Sabato sera. Noi spagnoli seguiamo dalla solitudine delle nostre case (nel migliore dei casi) l'apparizione del Presidente del Governo. E improvvisamente, alcune parole si conficcano in noi come pugnali nel cuore: “il peggio deve ancora venire, ci aspettano giorni durissimi (…) aiutiamoci tutti, perché uniti, e solo uniti, lo supereremo”.
Quella frase, quelle parole, ci anticipano quello che verrà. Sono come un mare che si ritira davanti ai nostri occhi, che anticipa un'onda, uno tsunami, che ci colpirà duramente e ci devasterà. E per quanto suoni adesso la sirena, è già troppo tardi per evitare l'impatto sulla costa, Non ci resta che attendere il suo arrivo e sperare che lo faccia con la minor forza possibile..
Come ci si prepara, come individuo, come società, per ciò per cui nessuno è preparato? Intendiamoci, stiamo parlando di preparazione psicologica, non di anticipazione degli eventi (che verranno analizzati in futuro).
Stamattina arrivano da noi le prime immagini dei padiglioni IFEMA pieni di letti, ancora vuoto, in attesa dell'arrivo dei soldati feriti. Questa è guerra.
I pavimenti sembrano freddi, così come la solitudine di chi combatte questa battaglia.
Nella società avanzata e digitale in cui abbiamo dovuto vivere, vediamo ancora una volta fotografie non molto diverse da quelle di un secolo fa.
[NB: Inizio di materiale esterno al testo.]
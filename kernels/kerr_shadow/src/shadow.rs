// Shadow boundary generator: unstable spherical photon orbits projected
// onto the observer's sky

use std::f64::consts::PI;

use serde::Serialize;

use crate::error::{DomainError, KerrError, NumericalError};
use crate::metric::{delta, delta_prime, SCHWARZSCHILD_SHADOW_RADIUS};
use crate::roots::{self, SolverConfig};
use crate::types::BlackHole;

// ============================================================================
// TOLERANCES AND BRACKETS
// ============================================================================

// Inclinations with |sin i| below this are face-on (from either pole): the
// α = -ξ/sin i projection degenerates there and the circle closed form
// takes over.
const FACE_ON_SIN_TOL: f64 = 1e-6;

// β² values in (-BETA_SQ_CLAMP, 0) are floating-point noise next to the
// window endpoints and clamp to zero; anything more negative means the
// sweep left the visible window and is reported as a NumericalError.
const BETA_SQ_CLAMP: f64 = 1e-6;

// The circular photon orbit radius lies in (1, 4) for every |a| < 1:
// r = 3 at a = 0, → 1 toward the prograde extremal limit, → 4 retrograde.
const PHOTON_SHELL_BRACKET: (f64, f64) = (1.0, 4.0);

// ============================================================================
// SKY-PLANE TYPES
// ============================================================================

// One point on the observer's sky, in impact-parameter coordinates
//
// α runs along the equatorial direction, β along the projected spin axis
// (positive = upper half of the sky). Prograde photons of a hole with
// a > 0 land at negative α, which is where the high-spin silhouette
// flattens into its D shape.
#[derive(Debug, Clone, Copy, PartialEq, Serialize)]
pub struct SkyPoint {
    pub alpha: f64,
    pub beta: f64,
}

// Width/height/equal-area summary of a shadow curve
#[derive(Debug, Clone, Copy, PartialEq, Serialize)]
pub struct BoundaryMetrics {
    // Horizontal extent, max α - min α
    pub horizontal_diameter: f64,

    // Vertical extent, max β - min β
    pub vertical_diameter: f64,

    // Radius of the circle with the same enclosed area, √(A/π)
    pub equivalent_radius: f64,
}

// Closed shadow boundary curve for one (spin, inclination) pair
//
// Invariants:
// - points().len() equals the n_samples the curve was built with
// - the first and last points coincide (closure point duplicated)
// - the +β half is traversed first, forward in photon radius, then the
//   -β half backward, so consumers can draw the polygon as-is
#[derive(Debug, Clone, PartialEq, Serialize)]
pub struct ShadowCurve {
    pub spin: f64,

    // Observer inclination from the spin axis, radians
    pub inclination: f64,

    points: Vec<SkyPoint>,
}

impl ShadowCurve {
    pub fn points(&self) -> &[SkyPoint] {
        &self.points
    }

    pub fn len(&self) -> usize {
        self.points.len()
    }

    pub fn is_empty(&self) -> bool {
        self.points.is_empty()
    }

    // First and last points coincide within tol (Euclidean distance)
    pub fn is_closed(&self, tol: f64) -> bool {
        match (self.points.first(), self.points.last()) {
            (Some(first), Some(last)) => {
                let da = first.alpha - last.alpha;
                let db = first.beta - last.beta;
                (da * da + db * db).sqrt() <= tol
            }
            _ => false,
        }
    }

    // Boundary summary used by the export tool
    //
    // The area comes from the shoelace sum over the closed polygon; the
    // duplicated closure point contributes a zero term, so it needs no
    // special-casing.
    pub fn metrics(&self) -> BoundaryMetrics {
        let mut min_a = f64::INFINITY;
        let mut max_a = f64::NEG_INFINITY;
        let mut min_b = f64::INFINITY;
        let mut max_b = f64::NEG_INFINITY;
        for p in &self.points {
            min_a = min_a.min(p.alpha);
            max_a = max_a.max(p.alpha);
            min_b = min_b.min(p.beta);
            max_b = max_b.max(p.beta);
        }

        let mut twice_area = 0.0;
        for pair in self.points.windows(2) {
            twice_area += pair[0].alpha * pair[1].beta - pair[1].alpha * pair[0].beta;
        }
        let area = 0.5 * twice_area.abs();

        BoundaryMetrics {
            horizontal_diameter: max_a - min_a,
            vertical_diameter: max_b - min_b,
            equivalent_radius: (area / PI).sqrt(),
        }
    }
}

// ============================================================================
// PHOTON SHELL
// ============================================================================

// Bounds of the photon shell: the prograde and retrograde circular photon
// orbit radii, returned ordered (min, max)
//
// Math: equatorial photons circle where r^(3/2) - 3r^(1/2) ± 2a = 0 (minus
// spin for one sense, plus for the other). On [1, 4] each condition has
// exactly one sign change for |a| < 1, so both roots bracket strictly.
//
// Examples:
// - a = 0:   (3, 3): the shell collapses onto the photon sphere
// - a = 0.9: (≈1.558, ≈3.910)
// - a < 0 mirrors a > 0; the ordering makes the pair sign-independent
pub fn photon_shell(a: f64, cfg: &SolverConfig) -> Result<(f64, f64), NumericalError> {
    let (lo, hi) = PHOTON_SHELL_BRACKET;
    let with_spin = roots::find_root(|r| r * r.sqrt() - 3.0 * r.sqrt() + 2.0 * a, lo, hi, cfg)?;
    let against_spin = roots::find_root(|r| r * r.sqrt() - 3.0 * r.sqrt() - 2.0 * a, lo, hi, cfg)?;
    Ok(if with_spin <= against_spin {
        (with_spin, against_spin)
    } else {
        (against_spin, with_spin)
    })
}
Aspettiamo ancora una volta la cronaca quotidiana della battaglia, il resoconto di guerra, fiduciosi che le nostre truppe, con pochissime risorse, siano riuscite oggi a far ritirare il nemico.
E come un tempo, le sarte cuciono mentre le persone costruiscono 'armi' (attraverso stampanti 3D). Si cercano soldati tra coloro che prima erano civili, migliaia di volontari 'veterani' e la prima linea di battaglia si aggrappa a piccole vittorie per sollevare il morale delle sue truppe.
Ci chiedono di prepararci per giorni molto duri. In questi tempi in cui molti credono di essere Churchill, Come ci si prepara a ciò per cui nessuno è preparato?
Con la sola forza... dei nostri applausi.